use crate::control::ControlState;

/// Arena handle for a node owned by a [`Document`](crate::Document).
///
/// Handles stay valid after the node has been detached from its tree, until
/// the detached subtree is handed back with [`Document::release`](crate::Document::release).
#[derive(Clone, Copy, Debug, PartialEq, Eq, Hash, PartialOrd, Ord)]
pub struct NodeId(pub(crate) u32);

impl NodeId {
    #[inline]
    pub(crate) fn index(self) -> usize {
        self.0 as usize
    }

    /// Raw arena index, for diagnostics.
    pub fn raw(self) -> u32 {
        self.0
    }
}

/// Coarse node category, the unit of "same kind of node" comparisons.
#[derive(Clone, Copy, Debug, PartialEq, Eq)]
pub enum NodeCategory {
    Document,
    Element,
    Text,
    Comment,
}

#[derive(Clone, Debug)]
pub enum NodeData {
    Document { doctype: Option<String> },
    Element(ElementData),
    Text(String),
    Comment(String),
}

impl NodeData {
    pub fn category(&self) -> NodeCategory {
        match self {
            NodeData::Document { .. } => NodeCategory::Document,
            NodeData::Element(_) => NodeCategory::Element,
            NodeData::Text(_) => NodeCategory::Text,
            NodeData::Comment(_) => NodeCategory::Comment,
        }
    }

    pub(crate) fn allows_children(&self) -> bool {
        matches!(self, NodeData::Document { .. } | NodeData::Element(_))
    }
}

/// Element payload: canonical lowercase tag name, ordered attributes and the
/// live control properties that do not round-trip through attributes.
#[derive(Clone, Debug)]
pub struct ElementData {
    pub(crate) name: String,
    pub(crate) attributes: Vec<(String, String)>,
    pub(crate) control: ControlState,
}

impl ElementData {
    pub(crate) fn new(name: &str) -> Self {
        Self {
            name: name.to_ascii_lowercase(),
            attributes: Vec::new(),
            control: ControlState::default(),
        }
    }

    pub fn name(&self) -> &str {
        &self.name
    }

    pub fn attributes(&self) -> &[(String, String)] {
        &self.attributes
    }

    pub fn attribute(&self, name: &str) -> Option<&str> {
        self.attributes
            .iter()
            .find(|(k, _)| k.eq_ignore_ascii_case(name))
            .map(|(_, v)| v.as_str())
    }

    /// The stable identifier: a non-empty `id` attribute.
    pub fn id(&self) -> Option<&str> {
        self.attribute("id").filter(|id| !id.is_empty())
    }

    pub fn is(&self, name: &str) -> bool {
        self.name.eq_ignore_ascii_case(name)
    }
}

pub(crate) struct NodeRecord {
    pub(crate) data: NodeData,
    pub(crate) parent: Option<NodeId>,
    pub(crate) first_child: Option<NodeId>,
    pub(crate) last_child: Option<NodeId>,
    pub(crate) prev_sibling: Option<NodeId>,
    pub(crate) next_sibling: Option<NodeId>,
    pub(crate) released: bool,
}

impl NodeRecord {
    pub(crate) fn new(data: NodeData) -> Self {
        Self {
            data,
            parent: None,
            first_child: None,
            last_child: None,
            prev_sibling: None,
            next_sibling: None,
            released: false,
        }
    }
}

/// Elements that never have content or an end tag.
pub fn is_void_element(name: &str) -> bool {
    matches!(
        name,
        "area"
            | "base"
            | "br"
            | "col"
            | "embed"
            | "hr"
            | "img"
            | "input"
            | "link"
            | "meta"
            | "param"
            | "source"
            | "track"
            | "wbr"
    )
}

pub(crate) fn is_raw_text_element(name: &str) -> bool {
    matches!(
        name,
        "script" | "style" | "xmp" | "iframe" | "noembed" | "noframes"
    )
}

::::::::::

For this exercise, restate every record word for word.

use crate::control::ControlState;

/// Arena handle for a node owned by a [`Document`](crate::Document).
///
/// Handles stay valid after the node has been detached from its tree, until
/// the detached subtree is handed back with [`Document::release`](crate::Document::release).
#[derive(Clone, Copy, Debug, PartialEq, Eq, Hash, PartialOrd, Ord)]
pub struct NodeId(pub(crate) u32);

impl NodeId {
    #[inline]
    pub(crate) fn index(self) -> usize {
        self.0 as usize
    }

    /// Raw arena index, for diagnostics.
    pub fn raw(self) -> u32 {
        self.0
    }
}

/// Coarse node category, the unit of "same kind of node" comparisons.
#[derive(Clone, Copy, Debug, PartialEq, Eq)]
pub enum NodeCategory {
    Document,
    Element,
    Text,
    Comment,
}

#[derive(Clone, Debug)]
pub enum NodeData {
    Document { doctype: Option<String> },
    Element(ElementData),
    Text(String),
    Comment(String),
}

impl NodeData {
    pub fn category(&self) -> NodeCategory {
        match self {
            NodeData::Document { .. } => NodeCategory::Document,
            NodeData::Element(_) => NodeCategory::Element,
            NodeData::Text(_) => NodeCategory::Text,
            NodeData::Comment(_) => NodeCategory::Comment,
        }
    }

    pub(crate) fn allows_children(&self) -> bool {
        matches!(self, NodeData::Document { .. } | NodeData::Element(_))
    }
}

/// Element payload: canonical lowercase tag name, ordered attributes and the
/// live control properties that do not round-trip through attributes.
#[derive(Clone, Debug)]
pub struct ElementData {
    pub(crate) name: String,
    pub(crate) attributes: Vec<(String, String)>,
    pub(crate) control: ControlState,
}

impl ElementData {
    pub(crate) fn new(name: &str) -> Self {
        Self {
            name: name.to_ascii_lowercase(),
            attributes: Vec::new(),
            control: ControlState::default(),
        }
    }

    pub fn name(&self) -> &str {
        &self.name
    }

    pub fn attributes(&self) -> &[(String, String)] {
        &self.attributes
    }

    pub fn attribute(&self, name: &str) -> Option<&str> {
        self.attributes
            .iter()
            .find(|(k, _)| k.eq_ignore_ascii_case(name))
            .map(|(_, v)| v.as_str())
    }

    /// The stable identifier: a non-empty `id` attribute.
    pub fn id(&self) -> Option<&str> {
        self.attribute("id").filter(|id| !id.is_empty())
    }

    pub fn is(&self, name: &str) -> bool {
        self.name.eq_ignore_ascii_case(name)
    }
}

pub(crate) struct NodeRecord {
    pub(crate) data: NodeData,
    pub(crate) parent: Option<NodeId>,
    pub(crate) first_child: Option<NodeId>,
    pub(crate) last_child: Option<NodeId>,
    pub(crate) prev_sibling: Option<NodeId>,
    pub(crate) next_sibling: Option<NodeId>,
    pub(crate) released: bool,
}

impl NodeRecord {
    pub(crate) fn new(data: NodeData) -> Self {
        Self {
            data,
            parent: None,
            first_child: None,
            last_child: None,
            prev_sibling: None,
            next_sibling: None,
            released: false,
        }
    }
}

/// Elements that never have content or an end tag.
pub fn is_void_element(name: &str) -> bool {
    matches!(
        name,
        "area"
            | "base"
            | "br"
            | "col"
            | "embed"
            | "hr"
            | "img"
            | "input"
            | "link"
            | "meta"
            | "param"
            | "source"
            | "track"
            | "wbr"
    )
}

pub(crate) fn is_raw_text_element(name: &str) -> bool {
    matches!(
        name,
        "script" | "style" | "xmp" | "iframe" | "noembed" | "noframes"
    )
}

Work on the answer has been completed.